Мир фантастики 2014. На войне как на войне | страница 58
Себя он, конечно, со стороны не видел, не осознавал, что закляк, лежа животом на бруствере, вполроста своего выставившись под пули. Спасибо, кто-то из бойцов сдернул ошалевшего комбата за ногу обратно в траншею, и тут же брустверный скат с мерзким чмоканьем хлестнул по вороновским глазам земляными фонтанчиками. Это сработало, как пощечина истеричке. «С внутренней стороны… Прорвались по флангу, заходят в тыл…»
И тут выяснилось: батальон ни на миг не оставался без командира. То, что в лихорадочной сумятице, от которой лишь шаг до паники, почти невозможно расслышать разницу между «комбат» и «комбатр»… да, это, конечно, могло сыграть. Но главное – смертная опасность дарит людей способностью почти мгновенно определять, кто и знает что делать, и способен превращать «что» в «как».
Никогда в жизни Дмитрий Воронов не испытывал такого стыда и одновременно такого безмерного облегчения. А спокойная увесистость подобранной обесхозневшей трехлинейки заразила спокойствием и его.

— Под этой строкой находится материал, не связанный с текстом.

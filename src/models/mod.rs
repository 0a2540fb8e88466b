// Module exports for models

pub mod appointment;
pub mod booking;
pub mod resource;
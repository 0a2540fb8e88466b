// Booking module
// Client selection for a new appointment, and the service catalog

use serde::{Deserialize, Serialize};

/// Who a new appointment is for.
///
/// Either a reference to an existing client record or a draft for a client
/// being created inline from the booking form. Modeling this as a variant
/// keeps "half-filled new client plus an id" unrepresentable.
#[derive(Debug, Clone, PartialEq, Eq, Serialize, Deserialize)]
pub enum BookingClient {
    Existing {
        client_id: String,
    },
    NewDraft {
        first_name: String,
        last_name: String,
        phone: String,
    },
}

impl BookingClient {
    pub fn is_existing(&self) -> bool {
        matches!(self, Self::Existing { .. })
    }

    /// Validate that the selection can back a booking.
    ///
    /// A draft needs first name, last name and phone before the form may
    /// submit, matching the front desk's required fields.
    pub fn validate(&self) -> Result<(), String> {
        match self {
            Self::Existing { client_id } => {
                if client_id.trim().is_empty() {
                    return Err("Client reference cannot be empty".to_string());
                }
            }
            Self::NewDraft {
                first_name,
                last_name,
                phone,
            } => {
                if first_name.trim().is_empty() || last_name.trim().is_empty() {
                    return Err("New client needs a first and last name".to_string());
                }
                if phone.trim().is_empty() {
                    return Err("New client needs a phone number".to_string());
                }
            }
        }
        Ok(())
    }

    /// Display name for a draft client; existing clients are looked up in
    /// the external client store.
    pub fn draft_name(&self) -> Option<String> {
        match self {
            Self::Existing { .. } => None,
            Self::NewDraft {
                first_name,
                last_name,
                ..
            } => Some(format!("{} {}", first_name, last_name)),
        }
    }
}

/// Format a raw phone entry as "(xxx) xxx-xxxx", passing short prefixes
/// through as typed.
pub fn format_phone(raw: &str) -> String {
    let digits: String = raw.chars().filter(char::is_ascii_digit).collect();
    match digits.len() {
        0..=3 => digits,
        4..=6 => format!("({}) {}", &digits[..3], &digits[3..]),
        _ => format!(
            "({}) {}-{}",
            &digits[..3],
            &digits[3..6],
            &digits[6..digits.len().min(10)]
        ),
    }
}

/// A bookable service with its standard price and chair time.
#[derive(Debug, Clone, PartialEq, Serialize, Deserialize)]
pub struct ServiceOffering {
    pub name: String,
    pub price: f64,
    pub duration_minutes: u32,
}

impl ServiceOffering {
    pub fn new(name: impl Into<String>, price: f64, duration_minutes: u32) -> Self {
        Self {
            name: name.into(),
            price,
            duration_minutes,
        }
    }
}

/// The default salon service menu.
pub fn default_services() -> Vec<ServiceOffering> {
    vec![
        ServiceOffering::new("Haircut", 65.0, 45),
        ServiceOffering::new("Color", 120.0, 90),
        ServiceOffering::new("Blowout", 45.0, 30),
        ServiceOffering::new("Highlights", 150.0, 120),
        ServiceOffering::new("Balayage", 180.0, 150),
        ServiceOffering::new("Beard Trim", 30.0, 15),
    ]
}
// Module exports for services

pub mod schedule;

С легкой руки Гайдара в писательской среде давно и прочно поселилась увлеченность охотой. Воронов исключением не был, слыл умельцем ночной стрельбы и всегда предпочитал винтовку дробовику – а как же, ведь, если завтра война, если завтра в поход, будь сегодня к походу готов… Вот и пригодилось.
Ему всегда везло на людей. И теперь – тоже.
Когда атаку все-таки отбили, его нашел комбат. Ночь выдалась светлой – старший лейтенант сумел разглядеть темные кляксы на майорской гимнастерке, и не только на ней (был, был такой миг, сгоряча не показавшийся страшным, когда для Воронова почти все небо закрыл распяленный в прыжке человеческий силуэт, и он, Воронов, отпрянул, вжался спиной в стенку траншеи, инстинктивно выставив для защиты винтовку и даже не вспомнив о примкнутом к ней штыке). Да, старший лейтенант многое сумел разглядеть. И многое понять. Пришагнув почти вплотную, он спросил украдливым шепотком: «Вы ведь не строевик?» Воронов заспешил так же украдливо рассказывать, кто он и как здесь очутился. Но старлейт не дослушал.
– Для командира мало не быть трусом, – выдохнул он и, отступив, прорявкал (не для Воронова – для остальных): – Слушаюсь, товарищ майор! Какие еще будут ваши приказания?
Утром немцы навалились на соседа справа, потом – снова на них. И снова атаку удалось отбить. Но на том и окончилось вороновское везение.
Бурую, облезлую кошму предполья густо пятнали бесформенные серо-зеленые кочки; струйчатое знойное марево силилось доковеркать горелые туши восьми немецких танков (самый ближний – метрах всего-навсего в десяти от траншеи)… А в штабном окопе лежали накрытые плащ-палатками два лейтенанта и старшина-минометчик. И еще – командир уже не существующей батареи. Воронов не знал точно, скольким бойцам удалось пережить нынешнее смертеобильное утро, он знал одно: выжившими командовать некому. Даже хуже, чем некому. Из комсостава уцелели только сам так называемый майор и дожираемый страхом политрук.